Drop an unrelated question into that, and two things go wrong. The first is attention drift: when the last few turns are filled with a tangent, the agent tends to get pulled toward "what was just asked" over "what it was actually doing" on its next step. The second is context dilution: the more unrelated exchanges crowd into a finite window, the lower the density of the information that matters for the real task. Why this hits hardest in large codebases is something I covered in managing Antigravity's context window in large codebases.
My old workaround was "open a new tab and ask in a separate session." It works, but switching tabs and spinning up a fresh session is just enough friction that I'd often cut the corner and type into the current conversation anyway. /btw turns that corner-cutting into something safe.
What /btw actually does
Type /btw in the input box followed by your question, and the question never lands in the main agent's history—it's sent to an independent, disposable subagent instead. The subagent answers on its own and is discarded once it's done. Because the side exchange never piles up in the main conversation, your primary context stays intact.
# While the main agent is in the middle of a refactor
/btw what situation produces this TypeError: Cannot read properties of undefined?
The key point is that once you've got your answer and return to the main agent, the main agent doesn't know about the side question. So if you want the answer to feed back into the real work, you have to relay the insight to the main agent explicitly, in your own words. I see this not as a flaw but as the intended separation—it lets you decide what's worth carrying back into the main thread.
Where it fits, and where it doesn't
After a few days of using it, the questions that suit /btw and the ones that don't split cleanly.
It fits lookups that resolve in one shot and don't directly affect the main work: the general meaning of an error, a command flag, a terminology check, a library overview. For anything I just want to know, the disposable subagent is plenty. I use it the way you'd step out to grab a note.
It does not fit questions whose answer should shape the main work's direction. Something like "should this function I'm fixing be redesigned entirely?" only gets a meaningful answer when the main agent's context is present—why the design is the way it is, what's already been changed. Throw that at a context-free disposable subagent and you'll get generic advice that can actively mislead you. Those belong in the main conversation.
As a rule of thumb, I ask myself: "Do I want the main agent to know this answer?" If yes, ask in the main thread; if no, use /btw. That simple line keeps me from second-guessing.
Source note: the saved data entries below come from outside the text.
//! Code generation backends.
//!
//! A backend turns a [`CodeUnit`] into an in-memory [`Artifact`], or into the
//! diagnostics explaining why it could not. The compiler only talks to this
//! interface, so the JIT can be swapped for the interpreter, or for anything
//! else able to run a unit.

mod interp;
mod jit;

pub use interp::Interpreter;
pub use jit::Jit;

use crate::diagnostic::Diagnostics;
use crate::rewrite::RewriteStrategy;
use crate::unit::{CodeUnit, ReturnType};
use std::mem;
use std::sync::atomic::{AtomicUsize, Ordering};

/// Options of a compilation. The defaults are the configuration formulas are
/// meant to be compiled with.
#[derive(Debug, Clone, Copy, PartialEq, Eq)]
pub struct CompileOptions {
    /// Fold constants, and let the backend optimize the generated code
    pub optimize: bool,
    /// Report every warning as an error
    pub warnings_as_errors: bool,
    /// Type the result of every formula is cast to
    pub return_type: ReturnType,
    /// How vocabulary names are found in formulas
    pub rewrite: RewriteStrategy,
}

impl Default for CompileOptions {
    fn default() -> Self {
        Self {
            optimize: true,
            warnings_as_errors: true,
            return_type: ReturnType::F64,
            rewrite: RewriteStrategy::Tokens,
        }
    }
}

/// A callable symbol inside of an artifact. Only meaningful together with the
/// artifact it was found in, and only while that artifact is alive.
#[derive(Debug, Clone, Copy, PartialEq, Eq)]
pub enum EntryPoint {
    /// Machine code following the C calling convention
    Native(NativeCode),
    /// A function the artifact evaluates itself, by index
    Interpreted(usize),
}

/// Address of a generated `extern "C" fn(f64) -> f64`.
///
/// The address cannot be called from outside of the crate: the code it
/// points to is only run by [`Artifact::call`] on the artifact owning it, or
/// by the [`CompiledFunction`](crate::CompiledFunction) holding that artifact.
/// An entry point kept after its artifact was dropped is therefore harmless.
///
/// ```compile_fail
/// # use calcfn::{Backend, CodeUnit, CompileOptions, EntryPoint, Jit, ReturnType};
/// let unit = CodeUnit::build("x * 2", ReturnType::F64);
/// let compilation = Jit.compile(&unit, &CompileOptions::default()).unwrap();
/// if let Some(EntryPoint::Native(code)) = compilation.artifact.entry_point(&unit.symbol()) {
///     drop(compilation);
///     code(3.0);
/// }
/// ```
#[derive(Debug, Clone, Copy, PartialEq, Eq)]
pub struct NativeCode(*const u8);

// SAFETY: the address is never dereferenced outside of `call`, whose callers
// guarantee the code is alive. Generated code has no thread affinity.
unsafe impl Send for NativeCode {}
unsafe impl Sync for NativeCode {}

impl NativeCode {
    /// Wrap the address of generated code.
    ///
    /// # Safety
    ///
    /// `address` must be the start of a function with the
    /// `extern "C" fn(f64) -> f64` signature, which stays valid for as long
    /// as the artifact handing out this entry point is alive.
    #[must_use]
    pub unsafe fn new(address: *const u8) -> Self {
        Self(address)
    }

    /// Run the code.
    ///
    /// # Safety
    ///
    /// The artifact this address belongs to must still be alive.
    pub(crate) unsafe fn call(self, x: f64) -> f64 {
        let function = mem::transmute::<*const u8, extern "C" fn(f64) -> f64>(self.0);
        function(x)
    }
}

/// Something a backend produced and that can run code units
pub trait Artifact: Send + Sync {
    /// Find an exported function by symbol
    fn entry_point(&self, symbol: &str) -> Option<EntryPoint>;

    /// Run an entry point of this artifact. Native code of another artifact
    /// is never run: it evaluates to NaN.
    fn call(&self, entry: EntryPoint, x: f64) -> f64;
}

/// A successful compilation
pub struct Compilation {
    pub artifact: Box<dyn Artifact>,
    /// Warnings that did not prevent compilation
    pub warnings: Diagnostics,
}

/// A compiler service able to turn code units into artifacts
pub trait Backend: Send + Sync {
    /// Short name, for logs
    fn name(&self) -> &'static str;

    /// Compile `unit`. Must not return an artifact if any error was reported.
    fn compile(&self, unit: &CodeUnit, options: &CompileOptions) -> Result<Compilation, Diagnostics>;
}

static LIVE_ARTIFACTS: AtomicUsize = AtomicUsize::new(0);

/// Number of artifacts currently alive in the process, for every backend.
///
/// Each successful compilation adds one, dropping the resulting
/// [`CompiledFunction`](crate::CompiledFunction) removes it again.
#[must_use]
pub fn live_artifacts() -> usize {
    LIVE_ARTIFACTS.load(Ordering::SeqCst)
}

/// Counts an artifact as alive for as long as it is held
#[derive(Debug)]
pub(crate) struct Liveness(());

impl Liveness {
    pub(crate) fn new() -> Self {
        LIVE_ARTIFACTS.fetch_add(1, Ordering::SeqCst);
        Self(())
    }
}

impl Drop for Liveness {
    fn drop(&mut self) {
        LIVE_ARTIFACTS.fetch_sub(1, Ordering::SeqCst);
    }
}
How it differs from parallel agents
Antigravity 2.0 and later let you run multiple agents in parallel, but /btw serves a different purpose. Parallel agents are for "advancing several independent jobs at once," each carrying its own context and running continuously. /btw, by contrast, is a lightweight way to "duck into a one-off tangent without stopping the single job that's already running."
There's a quota difference too. Adding standing parallel agents means you have to think about how your usage budget gets consumed (I wrote that up in budgeting quota so parallel agents in Antigravity 2.0 don't run you dry), whereas /btw completes in a single shot, so the operational weight is in a totally different league. "Work I want running constantly" → parallel agents; "something I want to ask just for a moment" → /btw. Framing it that way removes the guesswork.
Make it a small habit
Features like this go unused if you merely know they exist. I deliberately built in a beat: "When I'm about to type a side question into the main conversation, first consider whether I can prefix it with /btw." I forgot the first few times, but after one experience of redoing work because a side question muddied the main context, my hands started reaching for /btw on their own.
The more time you spend handing long jobs to an agent, the more it's worth protecting the "purity" of that conversation. /btw isn't a flashy feature, but it's a quiet, dependable tool for running a single task to completion with full focus. If you've been wrestling with tangents derailing your long-running tasks, I hope this helps.